Pronto estaremos hablando de política y tasas de matrícula, de nuestras hijas, de la distribución desigual de la riqueza y de lo que significa dar incondicionalmente. Me muestra fotos de residentes que han fallecido desde entonces, pero que han encontrado un hogar aquí una vez más al final de sus vidas. Se ven relajados ante la cámara. Algunos se abrazan y ríen. "Es un mundo más honesto", dice Mario sobre sus clientes.

¿Suena demasiado cursi decir que los momentos duraderos de aquellos días fueron aquellos en los que la gente no me miraba con los ojos, sino que me veía con el corazón? Eso es lo que se siente. La expresión del rostro de la joven en el puente Mur. La panadera de la segunda mañana que me entrega una bolsa de pasteles y espontáneamente me dice al despedirse que me incluirá en sus oraciones vespertinas. El último vale de Viktor para un café, que me da sin dudarlo. La invitación de Josip a desayunar juntos. Las palabras surgen tímidamente, casi con torpeza. Rara vez habla.

Después de una última noche bajo la lluvia, en la que en algún momento incluso mi lugar debajo de las escaleras de cemento ya no permanece seco, me alegro de poder volver a casa. Y por un momento me siento como un fraude. Como si hubiera traicionado a mis vecinos de mesa, que están desayunando en el Marienstüberl y no tienen esta oportunidad.

Me tumbo en la terraza de madera del Augarten y miro al cielo. Durante cuatro días he vivido de un momento al otro. Tragado por el mundo, sin cuaderno, sin móvil en el vacío del tiempo. Días interminables de vagar por las calles, dormitar en los bancos de los parques y vivir de las limosnas ajenas.

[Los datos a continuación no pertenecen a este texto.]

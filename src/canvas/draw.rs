//! Points, lines, rectangles and image blits
//!
//! Every primitive clips against the scissor before touching the buffer, so
//! the inner loops index without further checks. The blend function is
//! looked up once per primitive from the active mode.

use log::trace;

use super::Canvas;
use crate::blend::{BlendMode, FixedColor};
use crate::clip::{
    clip_line, clip_rect_gradient, line_trivially_outside, point_clipped, LOWER_LEFT,
    LOWER_RIGHT, UPPER_LEFT, UPPER_RIGHT,
};
use crate::color::Color;
use crate::geometry::{Point, Rect};

/// `|b - a|` for coordinates that may be far off the canvas, saturated into i32
#[inline]
fn distance(a: i32, b: i32) -> i32 {
    i32::try_from((i64::from(b) - i64::from(a)).abs()).unwrap_or(i32::MAX)
}

impl Canvas {
    /// Blend a single pixel if it passes the scissor test
    pub fn draw_point(&mut self, p: Point, color: Color) {
        if point_clipped(p, &self.scissor) {
            return;
        }
        let idx = self.index(p.x, p.y);
        self.pixels[idx] = self.blend_mode.blend(self.pixels[idx], color);
    }

    // ========================================================================
    // Lines
    // ========================================================================

    /// Draw a line from `p0` to `p1`, both endpoints included.
    ///
    /// Equal colors draw solid; otherwise the color ramps from `c0` at `p0`
    /// to `c1` at `p1` in 20.12 fixed point.
    pub fn draw_line(&mut self, p0: Point, p1: Point, c0: Color, c1: Color) {
        if line_trivially_outside(p0, p1, &self.scissor) {
            trace!("line {:?}-{:?} outside scissor", p0, p1);
            return;
        }

        if p0.y == p1.y {
            self.hline(p0.x, p1.x, p0.y, c0, c1);
        } else if p0.x == p1.x {
            self.vline(p0.x, p0.y, p1.y, c0, c1);
        } else {
            self.line_diagonal(p0, p1, c0, c1);
        }
    }

    /// Horizontal fast path: clamp both ends to the scissor and walk from
    /// `x0` toward `x1`. Caller has rejected lines entirely off one side.
    fn hline(&mut self, x0: i32, x1: i32, y: i32, c0: Color, c1: Color) {
        let s = self.scissor;
        if y < s.upper_left.y || y > s.lower_right.y {
            return;
        }
        let start = x0.clamp(s.upper_left.x, s.lower_right.x);
        let end = x1.clamp(s.upper_left.x, s.lower_right.x);
        let dir = if x0 <= x1 { 1 } else { -1 };
        let count = (end - start).abs() + 1;

        let mut idx = self.index(start, y) as isize;
        if c0 == c1 {
            let blend = self.blend_mode.solid();
            for _ in 0..count {
                let i = idx as usize;
                self.pixels[i] = blend(self.pixels[i], c0);
                idx += dir as isize;
            }
        } else {
            let blend = self.blend_mode.gradient();
            let step = FixedColor::step(c0.into(), c1.into(), distance(x0, x1));
            let mut color = FixedColor::from_color(c0).advanced(step, distance(x0, start));
            for _ in 0..count {
                let i = idx as usize;
                self.pixels[i] = blend(self.pixels[i], color);
                color += step;
                idx += dir as isize;
            }
        }
    }

    /// Vertical fast path, same contract as [`Canvas::hline`]
    fn vline(&mut self, x: i32, y0: i32, y1: i32, c0: Color, c1: Color) {
        let s = self.scissor;
        if x < s.upper_left.x || x > s.lower_right.x {
            return;
        }
        let start = y0.clamp(s.upper_left.y, s.lower_right.y);
        let end = y1.clamp(s.upper_left.y, s.lower_right.y);
        let stride = if y0 <= y1 {
            self.width as isize
        } else {
            -(self.width as isize)
        };
        let count = (end - start).abs() + 1;

        let mut idx = self.index(x, start) as isize;
        if c0 == c1 {
            let blend = self.blend_mode.solid();
            for _ in 0..count {
                let i = idx as usize;
                self.pixels[i] = blend(self.pixels[i], c0);
                idx += stride;
            }
        } else {
            let blend = self.blend_mode.gradient();
            let step = FixedColor::step(c0.into(), c1.into(), distance(y0, y1));
            let mut color = FixedColor::from_color(c0).advanced(step, distance(y0, start));
            for _ in 0..count {
                let i = idx as usize;
                self.pixels[i] = blend(self.pixels[i], color);
                color += step;
                idx += stride;
            }
        }
    }

    /// Liang-Barsky clip, then Bresenham over the visible segment
    fn line_diagonal(&mut self, p0: Point, p1: Point, c0: Color, c1: Color) {
        let Some(clipped) = clip_line(p0, p1, &self.scissor) else {
            trace!("line {:?}-{:?} clipped away", p0, p1);
            return;
        };

        let (x_end, y_end) = (clipped.end.x, clipped.end.y);
        let dx = (x_end - clipped.start.x).abs();
        let dy = -(y_end - clipped.start.y).abs();
        let sx = if clipped.start.x < x_end { 1 } else { -1 };
        let sy = if clipped.start.y < y_end { 1 } else { -1 };
        let mut err = dx + dy;
        let mut x = clipped.start.x;
        let mut y = clipped.start.y;

        // One color step per major-axis pixel
        let (mut color, step) = if c0 == c1 {
            (FixedColor::from_color(c0), FixedColor::default())
        } else {
            let (from, to) = clipped.colors(c0, c1);
            (from, FixedColor::step(from, to, dx.max(-dy)))
        };
        let solid = self.blend_mode.solid();
        let gradient = self.blend_mode.gradient();

        loop {
            let idx = self.index(x, y);
            self.pixels[idx] = if c0 == c1 {
                solid(self.pixels[idx], c0)
            } else {
                gradient(self.pixels[idx], color)
            };
            if x == x_end && y == y_end {
                break;
            }
            let e2 = 2 * err;
            if e2 >= dy {
                err += dy;
                x += sx;
            }
            if e2 <= dx {
                err += dx;
                y += sy;
            }
            color += step;
        }
    }

    // ========================================================================
    // Rectangles
    // ========================================================================

    /// Fill `rect` with one color per corner: upper-left, upper-right,
    /// lower-right, lower-left. Four equal colors fill solid; otherwise the
    /// colors are interpolated bilinearly across the rectangle.
    pub fn draw_rect(&mut self, rect: Rect, colors: [Color; 4]) {
        if !rect.is_valid() {
            return;
        }

        if colors.iter().all(|&c| c == colors[0]) {
            self.fill_rect_solid(rect, colors[0]);
        } else {
            self.fill_rect_gradient(rect, colors);
        }
    }

    /// Fill `rect` with a single color
    pub fn fill_rect(&mut self, rect: Rect, color: Color) {
        self.draw_rect(rect, [color; 4]);
    }

    fn fill_rect_solid(&mut self, rect: Rect, color: Color) {
        let visible = rect.intersection(&self.scissor);
        if !visible.is_valid() {
            trace!("rect {:?} outside scissor", rect);
            return;
        }

        let blend = self.blend_mode.solid();
        let w = visible.width() as usize;
        for y in visible.upper_left.y..=visible.lower_right.y {
            let start = self.index(visible.upper_left.x, y);
            for px in &mut self.pixels[start..start + w] {
                *px = blend(*px, color);
            }
        }
    }

    fn fill_rect_gradient(&mut self, rect: Rect, colors: [Color; 4]) {
        let Some((visible, corners)) = clip_rect_gradient(&rect, colors, &self.scissor) else {
            trace!("gradient rect {:?} outside scissor", rect);
            return;
        };

        let blend = self.blend_mode.gradient();
        let w = visible.width();
        let h = visible.height();
        for row in 0..h {
            let left = corners[UPPER_LEFT].lerp_ratio(corners[LOWER_LEFT], row, h - 1);
            let right = corners[UPPER_RIGHT].lerp_ratio(corners[LOWER_RIGHT], row, h - 1);
            let step = FixedColor::step(left, right, w - 1);

            let start = self.index(visible.upper_left.x, visible.upper_left.y + row);
            let mut color = left;
            for px in &mut self.pixels[start..start + w as usize] {
                *px = blend(*px, color);
                color += step;
            }
        }
    }

    /// Outline `rect` one pixel wide; each corner is blended once
    pub fn draw_rect_outline(&mut self, rect: Rect, color: Color) {
        if !rect.is_valid() {
            return;
        }
        let Rect {
            upper_left: ul,
            lower_right: lr,
        } = rect;

        self.draw_line(ul, Point::new(lr.x, ul.y), color, color);
        if lr.y > ul.y {
            self.draw_line(Point::new(ul.x, lr.y), lr, color, color);
        }
        if lr.y > ul.y.saturating_add(1) {
            let (top, bottom) = (ul.y + 1, lr.y - 1);
            self.draw_line(Point::new(ul.x, top), Point::new(ul.x, bottom), color, color);
            if lr.x > ul.x {
                self.draw_line(Point::new(lr.x, top), Point::new(lr.x, bottom), color, color);
            }
        }
    }

    // ========================================================================
    // Image Blits
    // ========================================================================

    /// Blend all of `src` onto this canvas with its top-left at `dst`
    pub fn draw_image(&mut self, src: &Canvas, dst: Point) {
        self.draw_sub_image(src, src.bounds(), dst);
    }

    /// Blend the `src_rect` part of `src` onto this canvas with its top-left
    /// at `dst`. `src_rect` must lie inside `src`; otherwise nothing is drawn.
    pub fn draw_sub_image(&mut self, src: &Canvas, src_rect: Rect, dst: Point) {
        if !src.bounds().contains_rect(&src_rect) {
            trace!("source rect {:?} not inside source canvas", src_rect);
            return;
        }

        let target = Rect::from_xywh(dst.x, dst.y, src_rect.width(), src_rect.height())
            .intersection(&self.scissor);
        if !target.is_valid() {
            trace!("image at {:?} outside scissor", dst);
            return;
        }

        // Shift the source by however much the destination lost on the top/left
        let src_x = src_rect.upper_left.x + (target.upper_left.x - dst.x);
        let src_y = src_rect.upper_left.y + (target.upper_left.y - dst.y);
        let w = target.width() as usize;
        let replace = self.blend_mode == BlendMode::Replace;
        let blend = self.blend_mode.solid();

        for row in 0..target.height() {
            let si = src.index(src_x, src_y + row);
            let di = self.index(target.upper_left.x, target.upper_left.y + row);
            let src_row = &src.pixels[si..si + w];
            let dst_row = &mut self.pixels[di..di + w];
            if replace {
                dst_row.copy_from_slice(src_row);
            } else {
                for (d, &s) in dst_row.iter_mut().zip(src_row) {
                    *d = blend(*d, s);
                }
            }
        }
    }
}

Ahora dejo que el sol me caliente. Como el estudiante con el grueso libro de medicina a mi lado. Los niños jugando al fútbol. La mujer musulmana bajo el velo. El corredor con su perro. El anciano en su bicicleta. Traficantes de drogas y policías. Personas sin hogar y millonarios.

La libertad es no tener que ser alguien. Y sentir que todos tenemos el mismo derecho a estar aquí. Para encontrar nuestro lugar en este mundo y llenarlo de vida, lo mejor que podamos.